Avec la permission du duc, le colonel von Massenbach accepta la direction du combat et, tandis qu'il procédait aux préparatifs et envoyait chercher un chirurgien militaire, Batz courut à la grange avertir Pitou de ce qui venait de se passer et de ce qui allait suivre :

- En aucun cas, dit-il en montrant de la tête Laura qui, enveloppée d'une couverture, s'était endormie dans la paille. En aucun cas elle ne doitcsavoir ce qui va se passer. Veillez sur elle ! Et restez ici!
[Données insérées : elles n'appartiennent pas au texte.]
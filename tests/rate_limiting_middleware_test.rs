// ABOUTME: Integration tests for rate limiting middleware functionality
// ABOUTME: Tests rate limit error creation and checking mechanisms
//
// SPDX-License-Identifier: MIT OR Apache-2.0
// Copyright (c) 2025 Pierre Fitness Intelligence

#![allow(clippy::unwrap_used, clippy::expect_used, clippy::panic)]
#![allow(missing_docs)]

use chrono::Utc;
use pierre_mcp_server::errors::ErrorCode;
use pierre_mcp_server::middleware::rate_limiting::{
    check_rate_limit_and_respond, create_rate_limit_error,
};
use pierre_mcp_server::rate_limiting::UnifiedRateLimitInfo;

#[test]
fn test_rate_limit_error_creation() {
    let rate_limit_info = UnifiedRateLimitInfo {
        is_rate_limited: true,
        limit: Some(1000),
        remaining: Some(0),
        reset_at: Some(Utc::now() + chrono::Duration::hours(1)),
        tier: "professional".into(),
        auth_method: "api_key".into(),
    };

    let error = create_rate_limit_error(&rate_limit_info);
    assert_eq!(error.code, ErrorCode::RateLimitExceeded);
    assert_eq!(error.http_status(), 429);

    // Check basic error properties
    assert_eq!(
        error.code,
        pierre_mcp_server::errors::ErrorCode::RateLimitExceeded
    );
    assert!(error.message.contains("1000"));
    assert!(error.message.contains("professional"));
}

#[test]
fn test_rate_limit_check() {
    // Test when not rate limited
    let info = UnifiedRateLimitInfo {
        is_rate_limited: false,
        limit: Some(1000),
        remaining: Some(500),
        reset_at: None,
        tier: "starter".into(),
        auth_method: "jwt".into(),
    };

    assert!(check_rate_limit_and_respond(&info).is_ok());

    // Test when rate limited
    let info = UnifiedRateLimitInfo {
        is_rate_limited: true,
        limit: Some(1000),
        remaining: Some(0),
        reset_at: Some(Utc::now()),
        tier: "starter".into(),
        auth_method: "jwt".into(),
    };

    assert!(check_rate_limit_and_respond(&info).is_err());
}
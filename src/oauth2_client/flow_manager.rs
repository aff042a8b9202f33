// ABOUTME: OAuth flow management for multi-tenant MCP server
// ABOUTME: Handles authorization requests, callbacks, token processing, and template rendering
//
// Licensed under either of Apache License, Version 2.0 or MIT License at your option.
// Copyright ©2025 Async-IO.org

use crate::database_plugins::DatabaseProvider;
use crate::mcp::resources::ServerResources;
use crate::tenant::{TenantContext, TenantRole};
use crate::utils::json_responses::api_error;
use anyhow::Result;
use std::sync::Arc;
use tracing::{error, info, warn};
use uuid::Uuid;
use warp::http::HeaderMap;

/// Manages OAuth authorization flows for multiple providers and tenants
pub struct OAuthFlowManager {
    resources: Arc<ServerResources>,
}
// ABOUTME: Plugin registry for managing all available plugins
// ABOUTME: Provides thread-safe, efficient plugin management with Rust-idiomatic patterns
//
// SPDX-License-Identifier: MIT OR Apache-2.0
// Copyright (c) 2025 Pierre Fitness Intelligence

// NOTE: All `.clone()` calls in this file are Safe - they are necessary for:
// - Plugin info cloning for registry operations
// - Arc plugin clones for concurrent access

use super::core::{PluginInfo, PluginTool, PluginToolStatic};
use super::PluginEnvironment;
use crate::protocols::universal::UniversalRequest;
use crate::protocols::ProtocolError;
use std::collections::HashMap;
use std::sync::Arc;

/// Plugin registry that manages all available plugins
pub struct PluginRegistry {
    /// Map of plugin name to plugin instance
    plugins: HashMap<String, Arc<dyn PluginTool>>,
    /// Cached plugin information for quick lookup
    plugin_info: HashMap<String, PluginInfo>,
}

impl PluginRegistry {
    /// Create new plugin registry and register all compile-time plugins
    #[must_use]
    pub fn new() -> Self {
        let mut registry = Self {
            plugins: HashMap::new(),
            plugin_info: HashMap::new(),
        };

        registry.register_builtin_plugins();
        registry
    }

    /// Register all built-in plugins
    fn register_builtin_plugins(&mut self) {
        // Manually register all built-in plugins
        // Note: When adding new plugins, add them to this list
        self.register_plugin(Box::new(
            crate::plugins::community::BasicAnalysisPlugin::new(),
        ))
        .ok();
        self.register_plugin(Box::new(
            crate::plugins::community::WeatherIntegrationPlugin::new(),
        ))
        .ok();

        tracing::info!("Registered {} plugins", self.plugins.len());
    }

    /// Register a plugin dynamically (for testing or runtime registration)
    ///
    /// # Errors
    ///
    /// Returns `ProtocolError` if plugin name conflicts or registration fails
    pub fn register_plugin(&mut self, plugin: Box<dyn PluginTool>) -> Result<(), ProtocolError> {
        let info = plugin.info().clone();

        // Check for duplicate names
        if self.plugins.contains_key(info.name) {
            return Err(ProtocolError::PluginError {
                plugin_id: info.name.to_owned(),
                details: format!("Plugin '{}' is already registered", info.name),
            });
        }

        // Call plugin lifecycle hook
        plugin
            .on_register()
            .map_err(|e| ProtocolError::PluginError {
                plugin_id: info.name.to_owned(),
                details: format!("Plugin registration failed: {e}"),
            })?;

        tracing::info!("Dynamically registering plugin: {}", info.name);

        let plugin_arc = Arc::from(plugin);
        self.plugins.insert(info.name.to_owned(), plugin_arc);
        self.plugin_info.insert(info.name.to_owned(), info);

        Ok(())
    }

    /// Unregister a plugin
    ///
    /// # Errors
    ///
    /// Returns `ProtocolError` if plugin not found or unregistration fails
    pub fn unregister_plugin(&mut self, plugin_name: &str) -> Result<(), ProtocolError> {
        let plugin =
            self.plugins
                .remove(plugin_name)
                .ok_or_else(|| ProtocolError::PluginNotFound {
                    plugin_id: plugin_name.to_owned(),
                })?;

        self.plugin_info.remove(plugin_name);

        // Call plugin lifecycle hook
        plugin.on_unregister()?;

        tracing::info!("Unregistered plugin: {}", plugin_name);
        Ok(())
    }

    /// Get all registered plugin names
    #[must_use]
    pub fn list_plugin_names(&self) -> Vec<String> {
        self.plugins.keys().cloned().collect()
    }

    /// Get plugin information by name
    #[must_use]
    pub fn get_plugin_info(&self, plugin_name: &str) -> Option<&PluginInfo> {
        self.plugin_info.get(plugin_name)
    }

    /// Get all plugin information
    #[must_use]
    pub fn get_all_plugin_info(&self) -> Vec<&PluginInfo> {
        self.plugin_info.values().collect()
    }

    /// Check if plugin exists
    #[must_use]
    pub fn has_plugin(&self, plugin_name: &str) -> bool {
        self.plugins.contains_key(plugin_name)
    }

    /// Execute a plugin by name
    ///
    /// # Errors
    ///
    /// Returns `ProtocolError` if plugin not found or execution fails
    pub async fn execute_plugin(
        &self,
        plugin_name: &str,
        request: UniversalRequest,
        env: PluginEnvironment<'_>,
    ) -> Result<super::PluginResult, ProtocolError> {
        let plugin =
            self.plugins
                .get(plugin_name)
                .ok_or_else(|| ProtocolError::PluginNotFound {
                    plugin_id: plugin_name.to_owned(),
                })?;

        tracing::debug!(
            "Executing plugin: {} for user: {}",
            plugin_name,
            request.user_id
        );

        plugin.execute(request, env).await
    }

    /// Get plugins by category
    #[must_use]
    pub fn get_plugins_by_category(
        &self,
        category: super::core::PluginCategory,
    ) -> Vec<&PluginInfo> {
        self.plugin_info
            .values()
            .filter(|info| info.category == category)
            .collect()
    }

    /// Get plugin statistics
    #[must_use]
    pub fn get_statistics(&self) -> PluginRegistryStatistics {
        let mut stats = PluginRegistryStatistics {
            total_plugins: self.plugins.len(),
            ..Default::default()
        };

        for info in self.plugin_info.values() {
            match info.category {
                super::core::PluginCategory::DataAccess => stats.data_access_plugins += 1,
                super::core::PluginCategory::Intelligence => stats.intelligence_plugins += 1,
                super::core::PluginCategory::Analytics => stats.analytics_plugins += 1,
                super::core::PluginCategory::Goals => stats.goals_plugins += 1,
                super::core::PluginCategory::Providers => stats.provider_plugins += 1,
                super::core::PluginCategory::Environmental => stats.environmental_plugins += 1,
                super::core::PluginCategory::Community => stats.custom_plugins += 1,
            }
        }

        stats
    }
}

impl Default for PluginRegistry {
    fn default() -> Self {
        Self::new()
    }
}

/// Plugin registry statistics for monitoring and analytics
#[derive(Debug, Default, Clone, serde::Serialize, serde::Deserialize)]
pub struct PluginRegistryStatistics {
    /// Total number of registered plugins
    pub total_plugins: usize,
    /// Number of data access plugins
    pub data_access_plugins: usize,
    /// Number of intelligence/AI plugins
    pub intelligence_plugins: usize,
    /// Number of analytics plugins
    pub analytics_plugins: usize,
    /// Number of goal tracking plugins
    pub goals_plugins: usize,
    /// Number of provider integration plugins
    pub provider_plugins: usize,
    /// Number of environmental data plugins
    pub environmental_plugins: usize,
    /// Number of custom plugins
    pub custom_plugins: usize,
}

/// Convenience function to create a global plugin registry
static GLOBAL_REGISTRY: std::sync::OnceLock<std::sync::Arc<std::sync::RwLock<PluginRegistry>>> =
    std::sync::OnceLock::new();

/// Get the global plugin registry instance
#[must_use]
pub fn global_registry() -> std::sync::Arc<std::sync::RwLock<PluginRegistry>> {
    GLOBAL_REGISTRY
        .get_or_init(|| std::sync::Arc::new(std::sync::RwLock::new(PluginRegistry::new())))
        .clone()
}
- Jamais de la vie ! Biret-Tissot suffira bien à la tâche. Moi je vais avec vous. Mais dites-moi, vous n'êtes pas un peu fou, baron, de vouloir vous battre et risquer votre vie quand vous avez tant d'affaires importantes et que la vie du Roi...

- Pontallec est un danger pour la vie du Roi, j'en jurerais ! Savez-vous que Monsieur s'est déclaré régent de France ? Il s'arrangera pour que son frère ait cessé de vivre quand Brunswick arrivera à Paris. Et vous pouvez être sûr qu'ensuite la vie du Dauphin ne pèsera pas lourd! Quant à celle-ci, Dieu sait ce qui pourra lui arriver si je n'élimine pas son abominable époux!

- Et si c'est lui qui vous tue?

- Cela m'étonnerait beaucoup, fit Batz avec un sourire qui rassura un peu le journaliste. Depuis d'Artagnan, et même avant, on sait se battre dans la famille !

- Je veux bien vous croire, mais j'aime mieux m'en assurer par moi-même !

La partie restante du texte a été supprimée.